Greatest Voice: This one is easy. Paul Janeway, the soulful and Motown-ish vocalist of St. Paul and the Broken Bones almost stole the show. The whole festival.

Clad in a bejeweled cape, Janeway’s shout-singing style, reminiscent of Van Morrison, meshed magnicently with his horn-heavy ensemble. If you saw Janeway on the street, you would never guess he was the man behind that powerful voice, because he looks like an everyday Joe. But he wields his vocal instrument with total authority.

 Future Superstars: Well, I’m not sure if The Struts will ever get that far. But this British act led by Luke Spiller are bringing back stadium rock. Spiller’s spiel screams “look at me!” and he has a great vocal range and a penchant for the flamboyant. He might have borrowed a little too much from Freddie Mercury and Mick Jagger, but that’s not  a bad thing.

The Quintessential Moment: This might have come at about 5 p.m. Sunday, when the glorious B-52s did “Love Shack” and tens of thousands of people couldn’t help but sing along.

The bizarre but fun ’80s pop-rockers always seemed like they watched too many campy sci-fi movies from the 1960s, and that hasn’t changed.

The two queen bees – Kate Pierson and Cindy Wilson – in their retrofuturistic go-go attire, took a bow together during “Roam.” To close the show, the inimitable Fred Schneider brought a giant rock lobster on stage to dance to the song that bears its name.

Surprisingly Great: Fantastic Negrito (a.k.a. Xavier Dphrepaulezz) and his band had a funky and bluesy rock sound and a frenetic presence that easily made the leap from rock club to big stage. The very intense Sharon Van Etten was kind of the opposite with her hauntingly strange vocals and industrial grind sound. But she was nonetheless mesmerizing, especially on her melancholic “Seventeen.”

Faux Pas: Van Etten, by the way, also had the best flub of the day. While talking about the great acts yet to come, she mentioned Pat Benatar, who not on the bill. She most likely meant Joan Jett.

Best Rock Band: That would be the Dropkick Murphys. The Boston act does to traditional Irish folk music what Trans-Siberian Orchestra does to Christmas carols. But with the Dropkicks, it comes out punk-rock and not hair metal.

Bands that I Want to See in a Small Venue: Rainbow Kitten Surprise and the Black Pumas.

More Bark Than Bite? The sound was muddy for Low-Cut Connie, the flashy Philly native who stalks the stage and pounds on an upright piano like a young Elton John. He’s got the posturing part down. I’m still not sure about the music, though.

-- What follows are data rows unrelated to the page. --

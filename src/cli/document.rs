use std::fs;
use std::io::Write;
use std::path::Path;

use onepassword::error::Result;
use zeroize::Zeroizing;

use crate::cli::common::client;

pub fn run(vault: Option<&str>, item: &str, output: Option<&str>) -> Result<()> {
    let op = client(vault)?;
    let bytes = Zeroizing::new(op.get_document(item)?);

    match output {
        Some(path) => {
            let path = Path::new(path);
            if let Some(dir) = path.parent().filter(|d| !d.as_os_str().is_empty()) {
                fs::create_dir_all(dir)?;
            }
            fs::write(path, bytes.as_slice())?;
            tracing::info!(path = %path.display(), size = bytes.len(), "document written");
        }
        None => {
            let mut stdout = std::io::stdout().lock();
            stdout.write_all(&bytes)?;
            stdout.flush()?;
        }
    }

    Ok(())
}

Best Cover Song: Plenty to choose from here. Dispatch gets respect for its version of Rage Against the Machine’s “Wake Up.” The Dropkick Murphy’s covered the Cars’ “Just What I Needed” in memory of Ric Ocasek, who recently passed away. Dave Matthews did an ornery take on Peter Gabriel’s “Sledgehammer” and gets extra points for mashing together AC/DC’s “Back in Black” and the BeeGees’ “Stayin’ Alive.”

 Asbury Park is where Bruce Springsteen got his start, and the Lumineers’ threw in some “Thunder Road.”

But for my money, the best cover came from the Struts, who did The Boss’s “Dancing in the Dark,” and even brought a girl from the audience on stage, a la the old Springsteen video that featured a young Courtney Cox.

Guest Appearances: Springsteen didn’t show up this year like he did in 2018 (he celebrated his 70th birthday on Monday). But his sax player, Jake Clemons (nephew of the late Clarence Clemons), played with Dispatch. Fest organizer and rock photographer Danny Clinch, who organized the Blind Melon reunion for SHN, also took the stage with the act.

Best Four Bands in a Row Award: I’ve had a handful of great days at rock festivals, but Day Two of SHN was up there with the best of them. It’s hard to top a day that includes consecutive sets by the B-52s, St. Paul and the Broken Bones, the Dropkick Murphys and Dave Matthews Band.